If you look in my closet I can only think of 2 or three items that may qualify as sweatshop items.

These items may have been made in sweatshops, but they are our sweatshops where you can hope that the workers are treated with some respect and paid a reasonable wage.

When given a choice, i will always buy made in canada/us/EU country prodcts first. i also look for a union label.

the worst thing is that the US gov't has changed trade laws to allow manufacturers to import items duty free if they use US made fabrics and fittings in the goods.

[/soapbox]
 

Jessie-J

Cyburbian
Messages
340
Points
11
food for thought

What about the countries that these people are living in? A sweatshop by our standards could be a completely acceptable situation in another country. Why do Americans consistenly impose their own ideals on other countries? What if Nike or Gap moving to that other country boosted that local economy? If the people didn't want to work there, they wouldn't, it's that simple. If Nike or Gap weren't there, what would these people do to earn a living? Think about it from the perspective of your economy. I'm in St. Louis, and I know that when Boeing located here, it was a welcome boost to the local economy. If Anheiseur-Busch left, it would be detrimental.

Regarding the "conditions" of the working situation, many companies move out of the US because the imposed standards are too stringent and expensive. Unions cost companies money. The country may not have laws regarding sexual harassment or workers compensation insurance, but that is an American created necessity. They're new developments created by our americanized-lawsuit-happy culture. Terms of what is acceptable and what is not translate differently from culture to culture.

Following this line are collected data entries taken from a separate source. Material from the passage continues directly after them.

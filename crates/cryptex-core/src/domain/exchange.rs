//! 지원 거래소 식별자.

use serde::{Deserialize, Serialize};
use std::fmt;
use std::str::FromStr;

use crate::error::CoreError;

/// 레지스트리 키로 사용되는 거래소 이름.
#[derive(Debug, Clone, Copy, PartialEq, Eq, Hash, Serialize, Deserialize)]
pub enum ExchangeName {
    Binance,
    Bitfinex,
    Bithumb,
    Bitstamp,
    Bittrex,
    Bleutrade,
    CexIo,
    Cryptopia,
    EtherDelta,
    HitBtc,
    Kraken,
    Liqui,
    Poloniex,
    YoBit,
}

impl ExchangeName {
    /// 알려진 모든 거래소.
    pub const ALL: [ExchangeName; 14] = [
        ExchangeName::Binance,
        ExchangeName::Bitfinex,
        ExchangeName::Bithumb,
        ExchangeName::Bitstamp,
        ExchangeName::Bittrex,
        ExchangeName::Bleutrade,
        ExchangeName::CexIo,
        ExchangeName::Cryptopia,
        ExchangeName::EtherDelta,
        ExchangeName::HitBtc,
        ExchangeName::Kraken,
        ExchangeName::Liqui,
        ExchangeName::Poloniex,
        ExchangeName::YoBit,
    ];

    /// 레지스트리 조회 키 (예: "Binance").
    pub fn key(&self) -> &'static str {
        match self {
            ExchangeName::Binance => "Binance",
            ExchangeName::Bitfinex => "Bitfinex",
            ExchangeName::Bithumb => "Bithumb",
            ExchangeName::Bitstamp => "Bitstamp",
            ExchangeName::Bittrex => "Bittrex",
            ExchangeName::Bleutrade => "Bleutrade",
            ExchangeName::CexIo => "CEXIO",
            ExchangeName::Cryptopia => "Cryptopia",
            ExchangeName::EtherDelta => "Etherdelta",
            ExchangeName::HitBtc => "HitBTC",
            ExchangeName::Kraken => "Kraken",
            ExchangeName::Liqui => "Liqui",
            ExchangeName::Poloniex => "Poloniex",
            ExchangeName::YoBit => "YoBit",
        }
    }

    /// 공개 웹사이트 주소.
    pub fn website(&self) -> &'static str {
        match self {
            ExchangeName::Binance => "https://www.binance.com",
            ExchangeName::Bitfinex => "https://www.bitfinex.com",
            ExchangeName::Bithumb => "https://www.bithumb.com",
            ExchangeName::Bitstamp => "https://www.bitstamp.net",
            ExchangeName::Bittrex => "https://bittrex.com",
            ExchangeName::Bleutrade => "https://bleutrade.com",
            ExchangeName::CexIo => "https://cex.io",
            ExchangeName::Cryptopia => "https://www.cryptopia.co.nz",
            ExchangeName::EtherDelta => "https://etherdelta.com",
            ExchangeName::HitBtc => "https://hitbtc.com",
            ExchangeName::Kraken => "https://www.kraken.com",
            ExchangeName::Liqui => "https://liqui.io",
            ExchangeName::Poloniex => "https://poloniex.com",
            ExchangeName::YoBit => "https://yobit.net",
        }
    }
}

impl fmt::Display for ExchangeName {
    fn fmt(&self, f: &mut fmt::Formatter<'_>) -> fmt::Result {
        f.write_str(self.key())
    }
}

impl FromStr for ExchangeName {
    type Err = CoreError;

    /// 대소문자를 구분하지 않고 키를 매칭합니다.
    fn from_str(s: &str) -> Result<Self, Self::Err> {
        let needle = s.trim();
        Self::ALL
            .iter()
            .copied()
            .find(|name| name.key().eq_ignore_ascii_case(needle))
            .ok_or_else(|| CoreError::UnknownExchange(s.to_string()))
    }
}

/// REST 요청 HTTP 메서드.
#[derive(Debug, Clone, Copy, PartialEq, Eq, Hash, Serialize, Deserialize)]
#[serde(rename_all = "UPPERCASE")]
pub enum ApiMethod {
    Get,
    Post,
    Put,
    Delete,
}

impl ApiMethod {
    pub fn as_str(&self) -> &'static str {
        match self {
            ApiMethod::Get => "GET",
            ApiMethod::Post => "POST",
            ApiMethod::Put => "PUT",
            ApiMethod::Delete => "DELETE",
        }
    }
}

impl fmt::Display for ApiMethod {
    fn fmt(&self, f: &mut fmt::Formatter<'_>) -> fmt::Result {
        f.write_str(self.as_str())
    }
}
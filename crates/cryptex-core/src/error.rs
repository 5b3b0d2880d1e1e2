//! 도메인 계층 에러 타입.
//!
//! 거래소 호출 에러는 `cryptex-exchange`의 `ExchangeError`가 담당하며,
//! 이 모듈은 설정 로딩과 도메인 값 파싱에서 발생하는 에러만 정의합니다.

use thiserror::Error;

/// 핵심 도메인 에러.
#[derive(Debug, Error)]
pub enum CoreError {
    /// 설정 에러
    #[error("설정 에러: {0}")]
    Config(String),

    /// 잘못된 입력
    #[error("잘못된 입력: {0}")]
    InvalidInput(String),

    /// 알 수 없는 거래소
    #[error("알 수 없는 거래소: {0}")]
    UnknownExchange(String),
}

/// 도메인 작업을 위한 Result 타입.
pub type CoreResult<T> = Result<T, CoreError>;

impl From<config::ConfigError> for CoreError {
    fn from(err: config::ConfigError) -> Self {
        CoreError::Config(err.to_string())
    }
}

#[cfg(test)]
mod tests {
    use super::*;

    #[test]
    fn test_error_display() {
        let err = CoreError::UnknownExchange("mtgox".to_string());
        assert_eq!(err.to_string(), "알 수 없는 거래소: mtgox");
    }
}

Just some things to think about. Try to avoid...what is it...ethnocentrism?
 

DoneGoneBlue

Member
Messages
18
Points
1
re:food for thought

So if a country is okay with slave labor, it is okay for a U.S. company to go over to those countries and abuse that labor? I agree that we, Americans, impose our standards too often and too easily on other countries, but corporations that leave their places of business or manufacturing in U.S. communities to go over to 3rd world countries (which often times happens) to use and abuse them so they can make a larger profit should be criticized or at the least examined. There is a lot that you said in your couple paragraphs that I agree with, but I just do not have sympathy for multi-billion $ companies who use cheap labor to produce their products--no matter what the norms are in those given cultures. The economy is becoming evermore global, and I think U.S. corporations need to be careful with what type of imprint they want to leave on it.
 

H

Cyburbian
Messages
2,850
Points
24
And what about the establishments that sell the products?

Is it coincidence that the same US blue-color shoppers saving money are the very same workers that will loose their skilled labor jobs to 3rd world countries to produce cheaper prices to keep up with their cost cutter demands?

That is one heck of nasty circle. Mmmmmmmmmm. :p
 

Jessie-J

Cyburbian
Messages
340
Points
11
Do the people who are working feel like slaves? It's all relative.

What about the consumers that are demanding affordable goods?

What about stockholders? If you owned stock, wouldn't you like to earn on your investment?
 

H

Cyburbian
Messages
2,850
Points
24
Jessie-J said:
Do the people who are working feel like slaves? It's all relative.
Most of the ones I met in South America understand that they have a “hard” life. They see TV. They watch ‘Cribs, they know they are being screwed in life.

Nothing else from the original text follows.